Source material:
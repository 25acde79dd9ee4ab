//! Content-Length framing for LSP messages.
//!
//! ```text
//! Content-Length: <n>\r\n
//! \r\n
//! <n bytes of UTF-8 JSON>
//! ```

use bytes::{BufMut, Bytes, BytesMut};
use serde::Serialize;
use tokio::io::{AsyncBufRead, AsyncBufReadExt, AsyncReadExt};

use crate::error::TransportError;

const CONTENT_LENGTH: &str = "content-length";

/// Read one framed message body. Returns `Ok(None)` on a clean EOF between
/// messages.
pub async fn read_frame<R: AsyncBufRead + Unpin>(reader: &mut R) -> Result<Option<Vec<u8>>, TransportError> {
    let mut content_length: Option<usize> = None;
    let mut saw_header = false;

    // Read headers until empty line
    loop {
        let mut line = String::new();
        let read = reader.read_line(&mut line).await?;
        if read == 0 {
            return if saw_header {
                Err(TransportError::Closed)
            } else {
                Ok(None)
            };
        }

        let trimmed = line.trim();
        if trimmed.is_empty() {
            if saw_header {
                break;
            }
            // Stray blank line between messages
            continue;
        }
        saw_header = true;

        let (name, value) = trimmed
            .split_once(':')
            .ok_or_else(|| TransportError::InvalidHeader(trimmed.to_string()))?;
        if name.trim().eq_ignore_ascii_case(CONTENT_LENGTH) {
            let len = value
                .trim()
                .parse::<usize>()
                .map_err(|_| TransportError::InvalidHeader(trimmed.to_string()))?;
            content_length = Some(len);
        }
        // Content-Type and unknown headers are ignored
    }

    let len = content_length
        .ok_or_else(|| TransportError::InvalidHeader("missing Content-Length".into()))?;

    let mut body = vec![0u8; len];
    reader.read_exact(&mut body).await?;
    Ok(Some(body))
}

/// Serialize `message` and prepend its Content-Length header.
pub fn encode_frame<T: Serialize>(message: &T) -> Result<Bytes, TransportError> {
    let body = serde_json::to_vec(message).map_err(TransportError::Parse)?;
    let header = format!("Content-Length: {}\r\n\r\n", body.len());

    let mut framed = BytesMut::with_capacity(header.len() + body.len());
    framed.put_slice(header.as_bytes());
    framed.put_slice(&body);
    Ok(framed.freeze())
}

* * *

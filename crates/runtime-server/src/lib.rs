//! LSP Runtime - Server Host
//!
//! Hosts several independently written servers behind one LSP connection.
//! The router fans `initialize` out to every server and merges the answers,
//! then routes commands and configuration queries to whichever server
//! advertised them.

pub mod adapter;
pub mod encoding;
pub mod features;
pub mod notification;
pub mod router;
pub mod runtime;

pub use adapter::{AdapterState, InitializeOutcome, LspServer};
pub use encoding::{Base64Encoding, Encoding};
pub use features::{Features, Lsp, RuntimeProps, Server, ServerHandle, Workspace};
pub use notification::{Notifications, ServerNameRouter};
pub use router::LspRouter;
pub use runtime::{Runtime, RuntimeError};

* * *

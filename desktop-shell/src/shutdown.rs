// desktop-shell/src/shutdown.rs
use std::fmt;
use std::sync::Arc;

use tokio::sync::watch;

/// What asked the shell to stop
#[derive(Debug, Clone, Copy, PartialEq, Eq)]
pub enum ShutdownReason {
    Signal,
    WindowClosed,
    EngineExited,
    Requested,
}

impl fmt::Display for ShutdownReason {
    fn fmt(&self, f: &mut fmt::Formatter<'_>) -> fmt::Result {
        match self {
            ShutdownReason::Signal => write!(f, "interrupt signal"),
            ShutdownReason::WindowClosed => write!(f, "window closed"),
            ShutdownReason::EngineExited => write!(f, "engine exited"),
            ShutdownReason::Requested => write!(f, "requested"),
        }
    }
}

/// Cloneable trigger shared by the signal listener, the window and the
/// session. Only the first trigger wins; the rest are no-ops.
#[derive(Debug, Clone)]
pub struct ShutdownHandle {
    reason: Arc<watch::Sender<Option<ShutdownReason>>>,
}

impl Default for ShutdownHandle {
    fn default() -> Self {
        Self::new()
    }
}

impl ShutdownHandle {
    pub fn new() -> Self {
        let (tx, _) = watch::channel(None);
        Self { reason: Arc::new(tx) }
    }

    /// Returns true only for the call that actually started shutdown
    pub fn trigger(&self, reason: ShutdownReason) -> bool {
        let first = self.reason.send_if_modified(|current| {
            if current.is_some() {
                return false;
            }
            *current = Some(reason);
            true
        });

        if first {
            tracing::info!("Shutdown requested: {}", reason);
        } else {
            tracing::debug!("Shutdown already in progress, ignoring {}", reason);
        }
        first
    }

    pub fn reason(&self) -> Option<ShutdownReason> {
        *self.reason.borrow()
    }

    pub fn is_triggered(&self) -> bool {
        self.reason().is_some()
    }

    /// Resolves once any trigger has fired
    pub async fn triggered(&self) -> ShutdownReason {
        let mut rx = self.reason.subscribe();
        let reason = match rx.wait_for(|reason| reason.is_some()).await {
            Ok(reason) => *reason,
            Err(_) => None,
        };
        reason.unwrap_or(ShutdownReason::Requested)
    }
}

Problem description: Exactly the lines above from the one with "repository 25acde79dd9ee4ab" to the one with "let len = content_length", both included, are to be quoted; leave the rest out.

Written reply:
repository 25acde79dd9ee4ab
//! Content-Length framing for LSP messages.
//!
//! ```text
//! Content-Length: <n>\r\n
//! \r\n
//! <n bytes of UTF-8 JSON>
//! ```

use bytes::{BufMut, Bytes, BytesMut};
use serde::Serialize;
use tokio::io::{AsyncBufRead, AsyncBufReadExt, AsyncReadExt};

use crate::error::TransportError;

const CONTENT_LENGTH: &str = "content-length";

/// Read one framed message body. Returns `Ok(None)` on a clean EOF between
/// messages.
pub async fn read_frame<R: AsyncBufRead + Unpin>(reader: &mut R) -> Result<Option<Vec<u8>>, TransportError> {
    let mut content_length: Option<usize> = None;
    let mut saw_header = false;

    // Read headers until empty line
    loop {
        let mut line = String::new();
        let read = reader.read_line(&mut line).await?;
        if read == 0 {
            return if saw_header {
                Err(TransportError::Closed)
            } else {
                Ok(None)
            };
        }

        let trimmed = line.trim();
        if trimmed.is_empty() {
            if saw_header {
                break;
            }
            // Stray blank line between messages
            continue;
        }
        saw_header = true;

        let (name, value) = trimmed
            .split_once(':')
            .ok_or_else(|| TransportError::InvalidHeader(trimmed.to_string()))?;
        if name.trim().eq_ignore_ascii_case(CONTENT_LENGTH) {
            let len = value
                .trim()
                .parse::<usize>()
                .map_err(|_| TransportError::InvalidHeader(trimmed.to_string()))?;
            content_length = Some(len);
        }
        // Content-Type and unknown headers are ignored
    }

    let len = content_length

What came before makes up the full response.